Title: Data assimilation for massive autonomous systems based on a second-order adjoint method
Authors: Hiromichi Nagao - The University of Tokyo (Japan) [presenting]
Shin-ichi Ito - The University of Tokyo (Japan)
Abstract: Data assimilation (DA) is a fundamental computational technique that integrates numerical simulation models and observation data based on Bayesian statistics. We propose an adjoint-based DA method for massive autonomous models that produces optimum estimates and their uncertainties within reasonable computation time and resource constraints. The uncertainties are given as several diagonal elements of an inverse Hessian matrix, which is the covariance matrix of a normal distribution that approximates the target posterior probability density function in the neighborhood of the optimum.

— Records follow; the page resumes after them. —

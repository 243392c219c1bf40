use std::io::ErrorKind;

use greybus_message::{MessageError, OperationResult};
use greybus_transport::TransportError;

/// Errors returned by the engine.
#[derive(Debug, thiserror::Error)]
pub enum GreybusError {
    /// A caller passed an argument the engine cannot act on.
    #[error("invalid argument: {0}")]
    InvalidArgument(String),

    /// The cport index is outside the configured table.
    #[error("cport {0} out of range")]
    InvalidCport(u16),

    /// A driver is already bound to the cport.
    #[error("cport {cport} already bound to {driver}")]
    AlreadyBound { cport: u16, driver: &'static str },

    /// No driver is bound to the cport.
    #[error("no driver bound to cport {0}")]
    NotBound(u16),

    /// The cport has no driver to receive a connection event.
    #[error("cport {0} not connected")]
    NotConnected(u16),

    /// A driver callback failed.
    #[error("driver error: {0}")]
    Driver(#[from] DriverError),

    /// Transport-level error.
    #[error("transport error: {0}")]
    Transport(#[from] TransportError),

    /// Message construction failed.
    #[error("message error: {0}")]
    Message(#[from] MessageError),

    /// The dispatch worker could not be started.
    #[error("failed to start dispatch worker: {0}")]
    Worker(std::io::Error),

    /// The engine has been shut down or was never started.
    #[error("engine not initialised")]
    NotInitialized,

    /// The configuration table is unusable.
    #[error("invalid configuration: {0}")]
    Config(String),
}

impl GreybusError {
    /// Whether this is a rejected caller contract (bad index, unbound cport,
    /// mismatched arguments).
    pub fn is_invalid_argument(&self) -> bool {
        matches!(
            self,
            Self::InvalidArgument(_) | Self::InvalidCport(_) | Self::NotBound(_)
        )
    }

    /// Result code reported to the host when this error ends a request.
    pub fn result(&self) -> OperationResult {
        match self {
            Self::Driver(err) => err.result(),
            Self::Message(MessageError::OutOfMemory { .. }) => OperationResult::NoMemory,
            Self::Message(MessageError::PayloadTooLarge { .. }) => OperationResult::Overflow,
            Self::InvalidArgument(_)
            | Self::InvalidCport(_)
            | Self::NotBound(_)
            | Self::NotConnected(_)
            | Self::AlreadyBound { .. } => OperationResult::Invalid,
            Self::NotInitialized => OperationResult::Nonexistent,
            Self::Transport(_) | Self::Message(_) | Self::Worker(_) | Self::Config(_) => {
                OperationResult::UnknownError
            }
        }
    }
}

pub type Result<T> = std::result::Result<T, GreybusError>;

/// Failure reported by a driver callback or a peripheral capability.
///
/// Each variant corresponds to one wire result code, see [`DriverError::result`].
#[derive(Debug, thiserror::Error)]
pub enum DriverError {
    #[error("out of memory")]
    NoMemory,

    #[error("interrupted")]
    Interrupted,

    #[error("timed out")]
    Timeout,

    #[error("operation not supported")]
    Unsupported,

    #[error("invalid argument: {0}")]
    InvalidArgument(String),

    #[error("overflow")]
    Overflow,

    #[error("no such device")]
    NoDevice,

    #[error("device busy")]
    Busy,

    #[error("I/O error: {0}")]
    Io(std::io::Error),

    #[error("{0}")]
    Other(String),
}

impl DriverError {
    pub fn invalid(reason: impl Into<String>) -> Self {
        Self::InvalidArgument(reason.into())
    }

    /// Wire result code for this failure.
    pub fn result(&self) -> OperationResult {
        match self {
            Self::NoMemory => OperationResult::NoMemory,
            Self::Interrupted => OperationResult::Interrupted,
            Self::Timeout => OperationResult::Timeout,
            Self::Unsupported => OperationResult::ProtocolBad,
            Self::InvalidArgument(_) => OperationResult::Invalid,
            Self::Overflow => OperationResult::Overflow,
            Self::NoDevice => OperationResult::Nonexistent,
            Self::Busy => OperationResult::Retry,
            Self::Io(_) | Self::Other(_) => OperationResult::UnknownError,
        }
    }
}

impl From<std::io::Error> for DriverError {
    fn from(err: std::io::Error) -> Self {
        match err.kind() {
            ErrorKind::OutOfMemory => Self::NoMemory,
            ErrorKind::Interrupted => Self::Interrupted,
            ErrorKind::TimedOut | ErrorKind::WouldBlock => Self::Timeout,
            ErrorKind::Unsupported => Self::Unsupported,
            ErrorKind::InvalidInput | ErrorKind::InvalidData => {
                Self::InvalidArgument(err.to_string())
            }
            ErrorKind::NotFound | ErrorKind::NotConnected => Self::NoDevice,
            _ => Self::Io(err),
        }
    }
}

impl From<MessageError> for DriverError {
    fn from(err: MessageError) -> Self {
        match err {
            MessageError::OutOfMemory { .. } => Self::NoMemory,
            MessageError::PayloadTooLarge { .. } => Self::Overflow,
            MessageError::Io(io) => Self::from(io),
            other => Self::Other(other.to_string()),
        }
    }
}

pub type DriverResult<T> = std::result::Result<T, DriverError>;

Conventional algorithms for deriving the inverse Hessian matrix require $O(CN^2+N^3)$ computations and $O(N^2)$ memory, where $N$ is the number of degrees of freedom of a given autonomous system and $C$ is the number of computations needed to simulate time series of suitable length. The proposed method using a second-order adjoint method allows us to directly evaluate the diagonal elements of the inverse Hessian matrix without computing all of its elements. This drastically reduces the number of computations to $O(C)$ and the amount of memory to $O(N)$ for each diagonal element. The proposed method is validated through numerical tests using a massive two-dimensional Kobayashi phase-field model. We confirm that the proposed method correctly reproduces the parameter and initial state assumed in advance, and successfully evaluates the uncertainty of the parameter.